On June 11, 2013, the Assistant United States Attorney General Kathryn Keneally sued Carl R. Zwenker of Miami, Florida for penalties for not filing timely foreign bank account reports. While the complaint itself is rather short for a legal pleading, this lawsuit is incredibly significant for several reasons.
The IRS has already assessed FBAR penalties, it does NOT need to sue to "win"
Here's the thing. Mr. Zwenker was ALREADY penalized! He owes the IRS $3.5 million in FBAR penalties. The IRS actually didn't need to sue Mr. Zwenker in order to win $3.5 million in penalties. All the IRS needed to do in order to to levy or garnish him was issue a Notice of Levy. This lawsuit is merely to convert the FBAR tax liability assessed in June and August of 2011 into a civil judgment.
It is NOT normal for the IRS to sue for a civil judgment so quickly.
While the IRS does, from time-to-time, sue taxpayers to convert taxes owed into a civil judgment, typically we see this after the IRS has exhausted all other means of collecting on a debt, like levies and garnishments. But in this case, just a few years after the FBAR penalties were assessed, the IRS sued to convert this into a civil judgment. So why?
The timing of the suit? Two possible reasons, one likely reason
Why would the IRS want to convert this judgement into a civil judgment? First, there is no statute of limitations that exists on "regular" tax debt. By converting this debt into a civil judgment, the IRS will have forever to collect on the amount. Because there were at least 8 years left on this CSED (penalties assessed in June and August of 2011, there's a 10-year statute to collect), we strongly suspect that IRS wanted the public to know that people like Mr. Zwenker were being assessed strict FBAR penalties. In this case – multiple 50% willfull penalties, more than double the entire account value!

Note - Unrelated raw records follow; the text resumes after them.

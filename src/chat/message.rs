/// Role of a participant in a chat exchange.
#[derive(Debug, Clone, Copy, PartialEq, Eq)]
pub enum ChatRole {
    /// Standing instruction that frames the exchange
    System,
    /// The user/human participant in the conversation
    User,
    /// The AI assistant participant in the conversation
    Assistant,
}

impl ChatRole {
    /// Wire name of the role as chat completion APIs expect it.
    pub fn as_str(&self) -> &'static str {
        match self {
            ChatRole::System => "system",
            ChatRole::User => "user",
            ChatRole::Assistant => "assistant",
        }
    }
}

/// A single message in a chat exchange.
#[derive(Debug, Clone)]
pub struct ChatMessage {
    /// The role of who sent this message
    pub role: ChatRole,
    /// The text content of the message
    pub content: String,
}

impl ChatMessage {
    /// Create a new builder for a system message
    pub fn system() -> ChatMessageBuilder {
        ChatMessageBuilder::new(ChatRole::System)
    }

    /// Create a new builder for a user message
    pub fn user() -> ChatMessageBuilder {
        ChatMessageBuilder::new(ChatRole::User)
    }

    /// Create a new builder for an assistant message
    pub fn assistant() -> ChatMessageBuilder {
        ChatMessageBuilder::new(ChatRole::Assistant)
    }
}

/// Builder for ChatMessage
#[derive(Debug)]
pub struct ChatMessageBuilder {
    role: ChatRole,
    content: String,
}

impl ChatMessageBuilder {
    /// Create a new ChatMessageBuilder with the specified role
    pub fn new(role: ChatRole) -> Self {
        Self {
            role,
            content: String::new(),
        }
    }

    /// Set the message content
    pub fn content(mut self, content: impl Into<String>) -> Self {
        self.content = content.into();
        self
    }

    /// Build the message
    pub fn build(self) -> ChatMessage {
        ChatMessage {
            role: self.role,
            content: self.content,
        }
    }
}
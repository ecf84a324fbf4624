//! Result aggregation and tabular export.
//!
//! The table is append-only: every enumerated request contributes exactly one
//! row, including requests whose generation or scoring failed. Finalizing
//! sorts rows back into enumeration order so parallel runs export the same
//! table as sequential ones.

pub mod charts;
pub mod summary;

use std::fs::OpenOptions;
use std::io::Write;
use std::path::Path;

use crate::config::OutputPolicy;
use crate::error::SweepError;
use crate::metrics::TextMetrics;
use crate::scorer::ScoreRecord;
use crate::sweep::{EvaluationRequest, GeneratedResponse};

/// One finalized record per evaluation request.
#[derive(Debug, Clone)]
pub struct ResultRow {
    pub index: usize,
    pub prompt: String,
    pub model: String,
    pub temperature: f32,
    pub max_tokens: u32,
    pub response: String,
    pub score: ScoreRecord,
    pub word_count: usize,
    pub sentence_count: usize,
    pub latency_ms: u128,
    /// Error marker when generation degraded; empty response accompanies it.
    pub error: Option<String>,
}

impl ResultRow {
    /// Joins the stage outputs for one request into a row.
    pub fn record(
        request: EvaluationRequest,
        response: GeneratedResponse,
        score: ScoreRecord,
        metrics: TextMetrics,
    ) -> Self {
        Self {
            index: request.index,
            prompt: request.prompt,
            model: request.model,
            temperature: request.temperature,
            max_tokens: request.max_tokens,
            response: response.text,
            score,
            word_count: metrics.word_count,
            sentence_count: metrics.sentence_count,
            latency_ms: response.latency_ms,
            error: response.error,
        }
    }
}

/// Append-only collection of result rows for one sweep.
#[derive(Debug)]
pub struct ResultTable {
    rows: Vec<ResultRow>,
    /// Column name for the third scoring criterion.
    third_criterion: String,
}

impl ResultTable {
    pub fn new(third_criterion: impl Into<String>) -> Self {
        Self {
            rows: Vec::new(),
            third_criterion: third_criterion.into(),
        }
    }

    pub fn push(&mut self, row: ResultRow) {
        self.rows.push(row);
    }

    pub fn len(&self) -> usize {
        self.rows.len()
    }

    pub fn is_empty(&self) -> bool {
        self.rows.is_empty()
    }

    pub fn rows(&self) -> &[ResultRow] {
        &self.rows
    }

    /// Restores enumeration order regardless of completion order.
    pub fn finalize(&mut self) {
        self.rows.sort_by_key(|r| r.index);
    }

    fn header(&self) -> String {
        format!(
            "index,prompt,model,temperature,max_tokens,response,clarity,specificity,{},comments,parse_succeeded,word_count,sentence_count,latency_ms,error",
            self.third_criterion.to_lowercase()
        )
    }

    /// Serializes the table as delimited text.
    pub fn to_csv(&self) -> String {
        let mut out = String::new();
        out.push_str(&self.header());
        out.push('\n');
        for row in &self.rows {
            let fields = [
                row.index.to_string(),
                csv_escape(&row.prompt),
                csv_escape(&row.model),
                row.temperature.to_string(),
                row.max_tokens.to_string(),
                csv_escape(&row.response),
                optional_score(row.score.clarity),
                optional_score(row.score.specificity),
                optional_score(row.score.third_criterion),
                csv_escape(row.score.comments.as_deref().unwrap_or("")),
                row.score.parse_succeeded.to_string(),
                row.word_count.to_string(),
                row.sentence_count.to_string(),
                row.latency_ms.to_string(),
                csv_escape(row.error.as_deref().unwrap_or("")),
            ];
            out.push_str(&fields.join(","));
            out.push('\n');
        }
        out
    }

    /// Writes the table to `path` under the configured policy.
    ///
    /// `Append` skips the header when the file already has content. A write
    /// failure is fatal at this point; the in-memory table stays available to
    /// the caller for retry.
    pub fn write_csv(&self, path: impl AsRef<Path>, policy: OutputPolicy) -> Result<(), SweepError> {
        let path = path.as_ref();
        let existing_len = match policy {
            OutputPolicy::Overwrite => 0,
            OutputPolicy::Append => path.metadata().map(|m| m.len()).unwrap_or(0),
        };

        let mut options = OpenOptions::new();
        options.write(true).create(true);
        match policy {
            OutputPolicy::Overwrite => options.truncate(true),
            OutputPolicy::Append => options.append(true),
        };
        let mut file = options.open(path)?;

        let csv = self.to_csv();
        let body = if existing_len > 0 {
            // Header already present from a previous run.
            csv.split_once('\n').map(|(_, rest)| rest).unwrap_or("")
        } else {
            &csv
        };
        file.write_all(body.as_bytes())?;
        file.flush()?;
        log::info!(
            "exported {} rows to {} at {}",
            self.rows.len(),
            path.display(),
            chrono::Utc::now().to_rfc3339()
        );
        Ok(())
    }
}

fn optional_score(score: Option<u8>) -> String {
    score.map(|s| s.to_string()).unwrap_or_default()
}

/// RFC 4180 style quoting: quote fields containing delimiters, quotes, or
/// line breaks, doubling embedded quotes.
fn csv_escape(field: &str) -> String {
    if field.contains([',', '"', '\n', '\r']) {
        format!("\"{}\"", field.replace('"', "\"\""))
    } else {
        field.to_string()
    }
}
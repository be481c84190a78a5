//! ASCII transfer-type codec (C4, §4.4): bidirectional line-ending
//! translation between a host's native text form and the network's
//! NVT-ASCII CRLF form, streamed through fixed-size buffers.
//!
//! [`AsciiEncoder`] wraps a [`Read`] source (host → network, used for
//! upload) and itself implements `Read`. [`AsciiDecoder`] wraps a [`Write`]
//! sink (network → host, used for download) and itself implements `Write`.
//! Both compose with any existing reader/writer — `File`, `Vec<u8>`,
//! `Cursor`, a data-connection socket — without an adapter layer.
//!
//! On platforms whose native text form already uses CRLF (Windows), both
//! adapters become identity transforms; this is a runtime check
//! (`cfg!(windows)`) rather than a compile-time swap, so both code paths
//! are exercised uniformly in tests regardless of host platform (§9).

use std::collections::VecDeque;
use std::io::{self, Read, Write};

/// Translate one source byte into zero or more network bytes, appending
/// them to `out`. Mirrors §4.4's encoder state machine: a lone `\r` or `\n`
/// each become `\r\n`; an existing `\r\n` pair collapses to one `\r\n`.
#[derive(Default)]
struct EncodeState {
    /// The previous source byte was `\r`; an immediate `\n` is the second
    /// half of that CRLF pair and must not trigger a second one.
    suppress_next_lf: bool,
}

impl EncodeState {
    fn process(&mut self, b: u8, out: &mut VecDeque<u8>) {
        match b {
            b'\r' => {
                out.push_back(b'\r');
                out.push_back(b'\n');
                self.suppress_next_lf = true;
            }
            b'\n' => {
                if self.suppress_next_lf {
                    self.suppress_next_lf = false;
                } else {
                    out.push_back(b'\r');
                    out.push_back(b'\n');
                }
            }
            other => {
                out.push_back(other);
                self.suppress_next_lf = false;
            }
        }
    }
}

/// Host → network ASCII encoder, used for uploads. Wraps a [`Read`] source
/// of host-native bytes and yields NVT-ASCII (CRLF-terminated) bytes.
///
/// Output is buffered internally (a `VecDeque<u8>`) so that a single source
/// byte producing two output bytes (`\r` → `\r\n`) never loses a byte at a
/// caller-buffer boundary — this queue is the idiomatic generalization of
/// the single-bit `pending_lf` flag described in the design: any amount of
/// not-yet-delivered output survives across `read` calls, not just one
/// trailing `\n`.
pub struct AsciiEncoder<R> {
    inner: R,
    state: EncodeState,
    pending: VecDeque<u8>,
    windows_bypass: bool,
}

impl<R: Read> AsciiEncoder<R> {
    /// Wrap `inner` with the ASCII encoder.
    pub fn new(inner: R) -> Self {
        Self {
            inner,
            state: EncodeState::default(),
            pending: VecDeque::new(),
            windows_bypass: cfg!(windows),
        }
    }
}

impl<R: Read> Read for AsciiEncoder<R> {
    fn read(&mut self, buf: &mut [u8]) -> io::Result<usize> {
        if self.windows_bypass {
            return self.inner.read(buf);
        }
        if buf.is_empty() {
            return Ok(0);
        }
        let mut written = 0;
        loop {
            while written < buf.len() {
                match self.pending.pop_front() {
                    Some(b) => {
                        buf[written] = b;
                        written += 1;
                    }
                    None => break,
                }
            }
            // Either the caller's buffer is full, or we drained everything
            // pending and have at least one byte to hand back — don't block
            // for more input once we have something to return.
            if written == buf.len() || written > 0 {
                return Ok(written);
            }
            let mut tmp = [0u8; 4096];
            let n = self.inner.read(&mut tmp)?;
            if n == 0 {
                return Ok(0);
            }
            for &b in &tmp[..n] {
                self.state.process(b, &mut self.pending);
            }
        }
    }
}

/// Network → host ASCII decoder, used for downloads. Wraps a [`Write`] sink
/// of host-native bytes; callers `write()` NVT-ASCII bytes into it.
pub struct AsciiDecoder<W> {
    inner: W,
    /// The previous source byte was `\r` and has not yet been emitted.
    prev_cr: bool,
    windows_bypass: bool,
}

impl<W: Write> AsciiDecoder<W> {
    /// Wrap `inner` with the ASCII decoder.
    pub fn new(inner: W) -> Self {
        Self {
            inner,
            prev_cr: false,
            windows_bypass: cfg!(windows),
        }
    }

    /// Consume the decoder, returning the wrapped sink.
    pub fn into_inner(self) -> W {
        self.inner
    }
}

impl<W: Write> Write for AsciiDecoder<W> {
    fn write(&mut self, buf: &[u8]) -> io::Result<usize> {
        if self.windows_bypass {
            return self.inner.write(buf);
        }
        let mut out = Vec::with_capacity(buf.len());
        for &b in buf {
            match b {
                b'\r' => {
                    if self.prev_cr {
                        out.push(b'\r');
                    }
                    self.prev_cr = true;
                }
                b'\n' => {
                    out.push(b'\n');
                    self.prev_cr = false;
                }
                other => {
                    if self.prev_cr {
                        out.push(b'\r');
                        self.prev_cr = false;
                    }
                    out.push(other);
                }
            }
        }
        self.inner.write_all(&out)?;
        Ok(buf.len())
    }

    fn flush(&mut self) -> io::Result<()> {
        if self.windows_bypass {
            return self.inner.flush();
        }
        if self.prev_cr {
            self.inner.write_all(&[b'\r'])?;
            self.prev_cr = false;
        }
        self.inner.flush()
    }
}

#[cfg(test)]
mod tests {
    use super::*;
    use std::io::Cursor;

    /// Drive `AsciiEncoder` with a fixed-size internal read and a fixed-size
    /// caller buffer, to exercise the chunk-boundary-safety requirement.
    fn encode_all(input: &[u8], read_chunk: usize, out_chunk: usize) -> Vec<u8> {
        struct Chunked<'a> {
            data: &'a [u8],
            pos: usize,
            chunk: usize,
        }
        impl<'a> Read for Chunked<'a> {
            fn read(&mut self, buf: &mut [u8]) -> io::Result<usize> {
                let n = self.chunk.min(buf.len()).min(self.data.len() - self.pos);
                buf[..n].copy_from_slice(&self.data[self.pos..self.pos + n]);
                self.pos += n;
                Ok(n)
            }
        }
        let mut enc = AsciiEncoder::new(Chunked {
            data: input,
            pos: 0,
            chunk: read_chunk,
        });
        let mut out = Vec::new();
        let mut buf = vec![0u8; out_chunk];
        loop {
            let n = enc.read(&mut buf).unwrap();
            if n == 0 {
                break;
            }
            out.extend_from_slice(&buf[..n]);
        }
        out
    }

    fn decode_all(input: &[u8], write_chunk: usize) -> Vec<u8> {
        let mut dec = AsciiDecoder::new(Vec::new());
        for chunk in input.chunks(write_chunk) {
            dec.write_all(chunk).unwrap();
        }
        dec.flush().unwrap();
        dec.into_inner()
    }

    #[test]
    fn encode_scenario_from_spec() {
        let input = b"\r\rc\n\r\r\n\ro\r\n\r\n\n\rn\nte\rnt\n";
        let expected = b"\r\n\r\nc\r\n\r\n\r\n\r\no\r\n\r\n\r\n\r\nn\r\nte\r\nnt\r\n";
        assert_eq!(encode_all(input, 4, 4), expected);
    }

    #[test]
    fn decode_scenario_from_spec() {
        let input = b"\r\n\rc\r\n\r\n\no\r\r\n\r\nn\r\nte\n\rnt\r\n";
        let expected = b"\n\rc\n\n\no\r\n\nn\nte\n\rnt\n";
        assert_eq!(decode_all(input, 4), expected);
    }

    #[test]
    fn encode_with_output_buffer_of_one() {
        let input = b"\r\n";
        assert_eq!(encode_all(input, 16, 1), b"\r\n\r\n");
    }

    #[test]
    fn round_trip_law() {
        let samples: &[&[u8]] = &[
            b"hello world\n",
            b"line one\r\nline two\r\n",
            b"\r\r\r",
            b"\n\n\n",
            b"mixed\rline\nendings\r\n",
            b"",
        ];
        for s in samples {
            if cfg!(windows) {
                continue;
            }
            let encoded = encode_all(s, 3, 3);
            let decoded = decode_all(&encoded, 3);
            assert_eq!(&decoded, s, "round-trip failed for {:?}", s);
        }
    }

    #[test]
    fn crlf_pair_collapses_to_single_crlf() {
        assert_eq!(encode_all(b"\r\n", 16, 16), b"\r\n");
    }
}
//! Client state machine (C6, §4.6): the single high-level entry point
//! composing the control connection, data connection, ASCII codec, and
//! observer fan-out into the operations a caller actually invokes.

use crate::ascii::{AsciiDecoder, AsciiEncoder};
use crate::config::{ClientConfig, TransferType};
use crate::data::{DataConnection, NullCallback, TransferCallback};
use crate::error::{FtpError, Result};
use crate::observer::{Observer, ObserverList};
use crate::protocol::ControlConnection;
use crate::reply::{Reply, Replies};
use crate::socket::Socket;
use rustls::pki_types::ServerName;
use std::io::{Read, Write};
use std::net::ToSocketAddrs;
use std::sync::Arc;

/// A single-session FTP client. Owns at most one control connection and,
/// transiently, at most one data connection (§3). Not thread-safe —
/// callers must externally serialize (§5).
pub struct Client {
    control: Option<ControlConnection>,
    config: ClientConfig,
    observers: ObserverList,
    host: String,
}
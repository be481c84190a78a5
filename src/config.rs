//! Client construction options (§4.9, §6 "Configuration options").

use std::sync::Arc;

/// Which side of the data connection initiates the TCP handshake.
#[derive(Debug, Clone, Copy, PartialEq, Eq, Default)]
#[cfg_attr(feature = "serde", derive(serde::Serialize, serde::Deserialize))]
pub enum TransferMode {
    /// The client connects to a server-advertised port (PASV/EPSV).
    #[default]
    Passive,
    /// The client listens and the server connects (PORT/EPRT).
    Active,
}

/// Whether the sender applies line-ending translation.
#[derive(Debug, Clone, Copy, PartialEq, Eq, Default)]
#[cfg_attr(feature = "serde", derive(serde::Serialize, serde::Deserialize))]
pub enum TransferType {
    /// Treat the byte stream as opaque.
    #[default]
    Binary,
    /// Translate host line endings to/from network CRLF in-band.
    Ascii,
}

impl TransferType {
    /// The `TYPE` command argument for this transfer type.
    pub(crate) fn type_arg(self) -> &'static str {
        match self {
            TransferType::Binary => "I",
            TransferType::Ascii => "A",
        }
    }
}

/// Construction-time options for a [`crate::client::Client`].
///
/// # Example
///
/// ```
/// use ftp_rs::{ClientConfig, TransferMode, TransferType};
///
/// let config = ClientConfig::plain()
///     .with_transfer_mode(TransferMode::Active)
///     .with_transfer_type(TransferType::Ascii);
/// assert_eq!(config.transfer_mode, TransferMode::Active);
/// ```
#[derive(Clone)]
pub struct ClientConfig {
    /// Default transfer mode used for data-bearing commands. Default: passive.
    pub transfer_mode: TransferMode,
    /// Default transfer type. Default: binary.
    pub transfer_type: TransferType,
    /// TLS client configuration. `None` means plain FTP; `Some` enables
    /// explicit FTPS (RFC 4217) via `AUTH TLS` on connect.
    pub tls: Option<Arc<rustls::ClientConfig>>,
    /// Whether to prefer EPSV/EPRT (RFC 2428) over PASV/PORT. Default: on.
    pub rfc2428_support: bool,
}

impl ClientConfig {
    /// Construct a configuration with explicit values for every field.
    pub fn new(
        transfer_mode: TransferMode,
        transfer_type: TransferType,
        tls: Option<Arc<rustls::ClientConfig>>,
        rfc2428_support: bool,
    ) -> Self {
        Self {
            transfer_mode,
            transfer_type,
            tls,
            rfc2428_support,
        }
    }

    /// A plain (non-TLS) configuration with the defaults: passive mode,
    /// binary type, RFC 2428 enabled.
    pub fn plain() -> Self {
        Self {
            transfer_mode: TransferMode::Passive,
            transfer_type: TransferType::Binary,
            tls: None,
            rfc2428_support: true,
        }
    }

    /// A configuration that opportunistically upgrades the control
    /// connection to TLS via `AUTH TLS` (RFC 4217 explicit FTPS), sharing
    /// `tls_config`'s session cache between the control handshake and
    /// every subsequent data-channel handshake (§4.3, §9).
    pub fn explicit_tls(tls_config: Arc<rustls::ClientConfig>) -> Self {
        Self {
            tls: Some(tls_config),
            ..Self::plain()
        }
    }

    /// Builder-style setter for `transfer_mode`.
    #[must_use]
    pub fn with_transfer_mode(mut self, mode: TransferMode) -> Self {
        self.transfer_mode = mode;
        self
    }

    /// Builder-style setter for `transfer_type`.
    #[must_use]
    pub fn with_transfer_type(mut self, ty: TransferType) -> Self {
        self.transfer_type = ty;
        self
    }

    /// Builder-style setter for `rfc2428_support`.
    #[must_use]
    pub fn with_rfc2428_support(mut self, enabled: bool) -> Self {
        self.rfc2428_support = enabled;
        self
    }
}

impl Default for ClientConfig {
    fn default() -> Self {
        Self::plain()
    }
}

The only way to disclose otherwise private tax information is to file a public law suit like this one.
Don't make a soft disclosure…or else
From the sole count of the complaint, it appears the IRS alleges that Mr. Zwenker made a foreign bank account report disclosure outside the Offshore Voluntary Disclosure Program (OVDP) that was available at the time. It is this non-compliance with the OVDP that the IRS said it would be targeting with a vengeance. This complaint thoroughly is in accord with the IRS' earlier threats about imposing stiff FBAR penalties for those who make a soft-disclosure.
It is likely that the IRS sued merely to let other taxpayers know that if they have made a soft disclosure, they can still avoid the multiple 50% FBAR treatment that Mr. Zwenker had received in 2011, if they, unlike Mr. Zwenker request to get into the OVDP.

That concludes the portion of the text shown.